I read a blog today… the Matt Walsh Blog. He was talking about “dying with dignity” and the well publicized decision of a young woman that has chosen this path after her terminal brain cancer diagnosis.
In one way he had a point. What is dignified about suicide? And choosing to die with dignity because of a cancer diagnosis... what does that say about the millions with terminal illnesses that fought until their last breath to live… did they not die with dignity? I feel like the publicity over this woman and her decision is all wrong. I don’t deny her the right to choose the path she has chosen. I do however, resent the fact that it is being glorified by the media. That should be something between her and her family.
Now she has chosen her “death date” of November 1st. She chose that date because her husband’s birthday is October 30th. She has chosen to take her euthanasia pills with her family present, music she likes, in her bedroom she shares with her husband, in their bed. I hope the pills they have given her are potent. I have watched people die and even if the mind is gone the body will instinctively fight to live. If the heart and lungs are strong they will keep beating and breathing until they just wear out. Unless it is instant I don’t see anything dignified in the dying process.
Don’t get me wrong, I admire this woman’s courage and her decision to avoid the worst scenarios for her family as she slowly succumbs to her terminal illness and at some point becomes a full time painful and emotionally draining care giving job for her family, all the while they are witnessing her slow and painful death. Because it is her mind that will be affected, she could end up unknowingly hurting the people she loves the most. I understand the worst case scenarios and I understand the difficult decision she has made.
Because this has been covered so extensively by the media, this “dying with dignity” is permeating all levels of society- including the most influential and emotional – teenagers. My 13 year old has asked me about it and I have told her exactly what I have written here.

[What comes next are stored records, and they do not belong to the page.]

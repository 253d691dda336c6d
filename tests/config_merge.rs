use std::sync::Mutex;

use serde_yaml::Value;
use tempfile::TempDir;
use uta_lib::config::{deep_merge, Config};

// Config::load consults UI_AUTOMATION_ENV; tests that touch the loader
// serialize on this lock so the env-var test cannot race them.
static ENV_LOCK: Mutex<()> = Mutex::new(());

fn yaml(text: &str) -> Value {
    serde_yaml::from_str(text).expect("valid yaml")
}

#[test]
fn empty_overlay_is_identity() {
    let base = yaml("app:\n  base_url: http://base\ntimeout:\n  short: 3000");
    let merged = deep_merge(base.clone(), yaml("{}"));
    assert_eq!(merged, base);
}

#[test]
fn colliding_leaf_takes_overlay_value_and_rest_survives() {
    let base = yaml(
        "app:\n  base_url: http://base\n  login_path: /login\nbrowser:\n  headless: true",
    );
    let overlay = yaml("app:\n  base_url: http://overlay\nreport:\n  log_dir: logs");
    let merged = deep_merge(base, overlay);

    assert_eq!(merged["app"]["base_url"], Value::from("http://overlay"));
    assert_eq!(merged["app"]["login_path"], Value::from("/login"));
    assert_eq!(merged["browser"]["headless"], Value::from(true));
    assert_eq!(merged["report"]["log_dir"], Value::from("logs"));
}

#[test]
fn merge_is_recursive_not_wholesale() {
    let base = yaml("timeout:\n  short: 3000\n  medium: 5000\n  long: 10000");
    let overlay = yaml("timeout:\n  long: 20000");
    let merged = deep_merge(base, overlay);

    assert_eq!(merged["timeout"]["short"], Value::from(3000));
    assert_eq!(merged["timeout"]["long"], Value::from(20000));
}

#[test]
fn load_applies_overlay_file_for_named_environment() {
    let _guard = ENV_LOCK.lock().unwrap();
    let dir = TempDir::new().expect("tempdir");
    std::fs::write(
        dir.path().join("config.yaml"),
        "env: test\napp:\n  base_url: http://base\n  login_path: /login\ntimeout:\n  medium: 5000\n",
    )
    .expect("write base");
    std::fs::write(
        dir.path().join("config_test.yaml"),
        "app:\n  base_url: http://test-env\ntimeout:\n  medium: 8000\n",
    )
    .expect("write overlay");

    let config = Config::load(dir.path()).expect("load");
    assert_eq!(config.app.base_url, "http://test-env");
    assert_eq!(config.app.login_path, "/login");
    assert_eq!(config.timeout.medium, 8000);
    assert_eq!(config.timeout.short, 3000, "defaults fill unset fields");
}

#[test]
fn load_without_overlay_uses_base_only() {
    let _guard = ENV_LOCK.lock().unwrap();
    let dir = TempDir::new().expect("tempdir");
    std::fs::write(
        dir.path().join("config.yaml"),
        "env: default\napp:\n  base_url: http://base\n",
    )
    .expect("write base");

    let config = Config::load(dir.path()).expect("load");
    assert_eq!(config.app.base_url, "http://base");
    assert_eq!(config.browser.slow_mo, 0);
    assert!(config.browser.headless);
}

#[test]
fn load_rejects_missing_base_config() {
    let _guard = ENV_LOCK.lock().unwrap();
    let dir = TempDir::new().expect("tempdir");
    let err = Config::load(dir.path()).expect_err("should fail");
    assert!(format!("{err}").contains("config file not found"));
}

#[test]
fn env_var_selects_overlay_environment() {
    let _guard = ENV_LOCK.lock().unwrap();
    let dir = TempDir::new().expect("tempdir");
    std::fs::write(
        dir.path().join("config.yaml"),
        "env: default\napp:\n  base_url: http://base\n",
    )
    .expect("write base");
    std::fs::write(
        dir.path().join("config_ci.yaml"),
        "app:\n  base_url: http://ci\n",
    )
    .expect("write overlay");

    std::env::set_var("UI_AUTOMATION_ENV", "ci");
    let config = Config::load(dir.path()).expect("load");
    std::env::remove_var("UI_AUTOMATION_ENV");

    assert_eq!(config.env, "ci");
    assert_eq!(config.app.base_url, "http://ci");
}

This decision is not an easy one and not to be taken lightly. She actually asked me if it was suicide. And I was honest when I said – technically yes… it is. Her immediate reply was exactly what I expected her to say “does that mean she can’t be forgiven and she will go to hell?”
I was stumped… all I could say was “Honey, that is between her and her God and it is not my place to judge her decision because of her extenuating circumstances” What else could I say?